** TASK BRIEF **
Give again the lines of the data from its first line through the line with "use crate::types::headers::header_name::HeaderName;". Change nothing.

────────────────────────────────────────

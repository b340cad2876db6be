use crate::error::{Error, Result};
use crate::types::uri::Uri;
use crate::types::address::Address;
use crate::types::headers::header::Header;
use crate::types::headers::header_name::HeaderName;
use crate::types::referred_by::ReferredBy;
use crate::types::headers::typed_header::TypedHeaderTrait;
use crate::types::headers::TypedHeader;
use super::HeaderSetter;

/// # Referred-By Header Extension
///
/// This module provides extension traits for easily adding Referred-By headers
/// to SIP requests and responses. The Referred-By header is defined in 
/// [RFC 3892](https://datatracker.ietf.org/doc/html/rfc3892) and is used
/// to identify the entity that requested the current referral.
///
/// ## Purpose of Referred-By Header
///
/// The Referred-By header serves several important purposes in SIP:
///
/// 1. It provides identity information about the referring party in a REFER transaction
/// 2. It offers a more secure way to communicate who initiated a referral
/// 3. It can include an authenticated identity using S/MIME body parts
/// 4. It helps distinguish between different referral scenarios (e.g., call transfers)
///
/// ## Structure and Format
///
/// The Referred-By header contains an address specification (URI and optional display name)
/// that identifies the referring party. It can optionally include a "cid" parameter
/// that references an S/MIME body part containing a signature.
///
/// ## Common Use Cases
///
/// - **Call Transfer Scenarios**: Identify who initiated a call transfer
/// - **Consultation Transfers**: Track the origin of a consultation transfer
/// - **Click-to-Dial Applications**: Identify the web page or service initiating a call
/// - **Call Centers**: Track who transferred a call to which agent
///
/// ## Example usage:
///
/// ```rust
/// use rvoip_sip_core::prelude::*;
/// use std::str::FromStr;
/// 
/// // Create a new request builder
/// let mut request = RequestBuilder::new(Method::Refer, "sip:alice@example.com").unwrap();
/// 
/// // Add a Referred-By header with a URI
/// let uri = Uri::from_str("sip:bob@example.com").unwrap();
/// request = request.referred_by_uri(uri);
/// 
/// // Or add a Referred-By header with Address (display name + URI)
/// let uri = Uri::from_str("sip:carol@example.com").unwrap();
/// let address = Address::new_with_display_name("Carol", uri);
/// request = request.referred_by(address);
/// 
/// // Build the request
/// let refer_request = request.build();
/// ```
/// Extension trait for adding Referred-By headers to SIP messages.
///
/// This trait extends the message builders to make it easier to add
/// Referred-By headers in various formats. The Referred-By header identifies
/// the entity that requested the current referral as defined in RFC 3892.
///
/// ## SIP Referred-By Header Overview
///
/// The Referred-By header is used in SIP call transfer scenarios to identify
/// the party who initiated the referral. It is particularly important for:
///
/// - Providing identity assurance for the referred-to party
/// - Enabling proper attribution of referrals in multi-party scenarios
/// - Supporting call tracking in enterprise environments
/// - Enabling cryptographic verification of the referrer's identity
///
/// ## Relationship with other headers
///
/// - **Referred-By** vs **Refer-To**: Referred-By identifies who initiated the referral, 
///   while Refer-To specifies the target of the referral
/// - **Referred-By** vs **From**: When a REFER is sent, From identifies the sender, 
///   while Referred-By may identify a third party on whose behalf the referral is made
///
/// # Examples
///
/// ## Basic Call Transfer
///
/// ```rust
/// use rvoip_sip_core::prelude::*;
/// use std::str::FromStr;
///
/// // Scenario: Alice transfers Bob to Carol
///
/// // Create a REFER request to Bob, referring him to Carol
/// let refer = RequestBuilder::new(Method::Refer, "sip:bob@example.com").unwrap()
///     // Add Alice as the referring party
///     .referred_by_uri(Uri::from_str("sip:alice@example.com").unwrap())
///     .build();
///
/// // Now Bob knows that Alice initiated this referral
/// ```
///
/// ## Call Transfer with Display Name
///
/// ```rust
/// use rvoip_sip_core::prelude::*;
/// use std::str::FromStr;
///
/// // Scenario: A helpdesk transfers a customer to a specialist
///
/// // Create a REFER request with display name
/// let uri = Uri::from_str("sip:helpdesk@example.com").unwrap();
/// let agent = Address::new_with_display_name("Helpdesk Agent #42", uri);
///
/// let refer = RequestBuilder::new(Method::Refer, "sip:customer@example.com").unwrap()
///     // Add helpdesk agent identity with display name
///     .referred_by(agent)
///     .build();
///
/// // The customer's phone can now display who transferred them
/// ```
pub trait ReferredByExt {
    /// Add a Referred-By header with the given Address.
    ///
    /// This method adds a Referred-By header containing both URI and optional 
    /// display name to identify the referring party.
    ///
    /// # Parameters
    ///
    /// - `address`: An Address containing a URI and optional display name
    ///
    /// # Returns
    ///
    /// The modified builder for method chaining
    ///
    /// # Examples
    ///
    /// ```rust
    /// # use rvoip_sip_core::prelude::*;
    /// # use std::str::FromStr;
    /// let uri = Uri::from_str("sip:alice@example.com").unwrap();
    /// let address = Address::new_with_display_name("Alice Smith", uri);
    ///
    /// let request = RequestBuilder::new(Method::Refer, "sip:bob@example.com").unwrap()
    ///     .referred_by(address)
    ///     .build();
    /// ```
    fn referred_by(self, address: Address) -> Self;

    /// Add a Referred-By header with the given URI.
    ///
    /// This is a convenience method that creates an Address with just the URI
    /// to identify the referring party without a display name.
    ///
    /// # Parameters
    ///
    /// - `uri`: The URI to use for the Referred-By header
    ///
    /// # Returns
    ///
    /// The modified builder for method chaining
    ///
    /// # Examples
    ///
    /// ```rust
    /// # use rvoip_sip_core::prelude::*;
    /// # use std::str::FromStr;
    /// let uri = Uri::from_str("sip:alice@example.com").unwrap();
    ///
    /// let request = RequestBuilder::new(Method::Refer, "sip:bob@example.com").unwrap()
    ///     .referred_by_uri(uri)
    ///     .build();
    /// ```
    fn referred_by_uri(self, uri: Uri) -> Self;

    /// Add a Referred-By header parsed from a string.
    ///
    /// This method parses the provided string as a Referred-By header value,
    /// which should be a properly formatted SIP address.
    ///
    /// # Parameters
    ///
    /// - `value`: A string representing the Referred-By header value (e.g., "<sip:alice@example.com>")
    ///
    /// # Returns
    ///
    /// The modified builder for method chaining, or an error if parsing fails
    ///
    /// # Examples
    ///
    /// ```rust
    /// # use rvoip_sip_core::prelude::*;
    /// let result = RequestBuilder::new(Method::Refer, "sip:bob@example.com").unwrap()
    ///     .referred_by_str("<sip:alice@example.com>");
    /// 
    /// match result {
    ///     Ok(builder) => {
    ///         let request = builder.build();
    ///         // Process request
    ///     }
    ///     Err(e) => tracing::error!("Failed to parse Referred-By header: {}", e),
    /// }
    /// ```
    fn referred_by_str(self, value: &str) -> Result<Self> where Self: Sized;
    
    /// Add a Referred-By header with URI and optional cid parameter.
    ///
    /// This method adds a Referred-By header with a URI and optionally specifies
    /// a Content-ID (cid) parameter referencing an S/MIME body part containing
    /// signature information for authentication purposes.
    ///
    /// # Parameters
    ///
    /// - `uri`: The URI to use for the Referred-By header
    /// - `cid`: Optional Content-ID parameter value (without the 'cid=' prefix)
    ///
    /// # Returns
    ///
    /// The modified builder for method chaining
    ///
    /// # Examples
    ///
    /// ```rust
    /// # use rvoip_sip_core::prelude::*;
    /// # use std::str::FromStr;
    /// let uri = Uri::from_str("sip:alice@example.com").unwrap();
    ///
    /// let request = RequestBuilder::new(Method::Refer, "sip:bob@example.com").unwrap()
    ///     .referred_by_uri_with_cid(uri, Some("12345@example.com"))
    ///     .build();
    /// ```
    fn referred_by_uri_with_cid(self, uri: Uri, cid: Option<&str>) -> Self;
    
    /// Add a Referred-By header with Address and optional cid parameter.
    ///
    /// This method adds a Referred-By header with an Address (URI and optional display name)
    /// and optionally specifies a Content-ID (cid) parameter for authentication purposes.
    ///
    /// # Parameters
    ///
    /// - `address`: An Address containing a URI and optional display name
    /// - `cid`: Optional Content-ID parameter value (without the 'cid=' prefix)
    ///
    /// # Returns
    ///
    /// The modified builder for method chaining
    ///
    /// # Examples
    ///
    /// ```rust
    /// # use rvoip_sip_core::prelude::*;
    /// # use std::str::FromStr;
    /// let uri = Uri::from_str("sip:alice@example.com").unwrap();
    /// let address = Address::new_with_display_name("Alice", uri);
    ///
    /// let request = RequestBuilder::new(Method::Refer, "sip:bob@example.com").unwrap()
    ///     .referred_by_with_cid(address, Some("12345@example.com"))
    ///     .build();
    /// ```
    fn referred_by_with_cid(self, address: Address, cid: Option<&str>) -> Self;
}

impl<T> ReferredByExt for T 
where 
    T: HeaderSetter,
{
    fn referred_by(self, address: Address) -> Self {
        let referred_by = ReferredBy::new(address);
        self.set_header(referred_by)
    }

    fn referred_by_uri(self, uri: Uri) -> Self {
        let address = Address::new(uri);
        self.referred_by(address)
    }

    fn referred_by_str(self, value: &str) -> Result<Self> where Self: Sized {
        let referred_by = value.parse::<ReferredBy>()?;
        Ok(self.set_header(referred_by))
    }
    
    fn referred_by_uri_with_cid(self, uri: Uri, cid: Option<&str>) -> Self {
        let address = Address::new(uri);
        self.referred_by_with_cid(address, cid)
    }
    
    fn referred_by_with_cid(self, address: Address, cid: Option<&str>) -> Self {
        let mut referred_by = ReferredBy::new(address);
        
        if let Some(cid_value) = cid {
            referred_by = referred_by.with_cid(cid_value);
        }
        
        self.set_header(referred_by)
    }
}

────────────────────────────────────────

** ANSWER TO THE EXERCISE **
repository b340cad2876db6be
use crate::error::{Error, Result};
use crate::types::uri::Uri;
use crate::types::address::Address;
use crate::types::headers::header::Header;
use crate::types::headers::header_name::HeaderName;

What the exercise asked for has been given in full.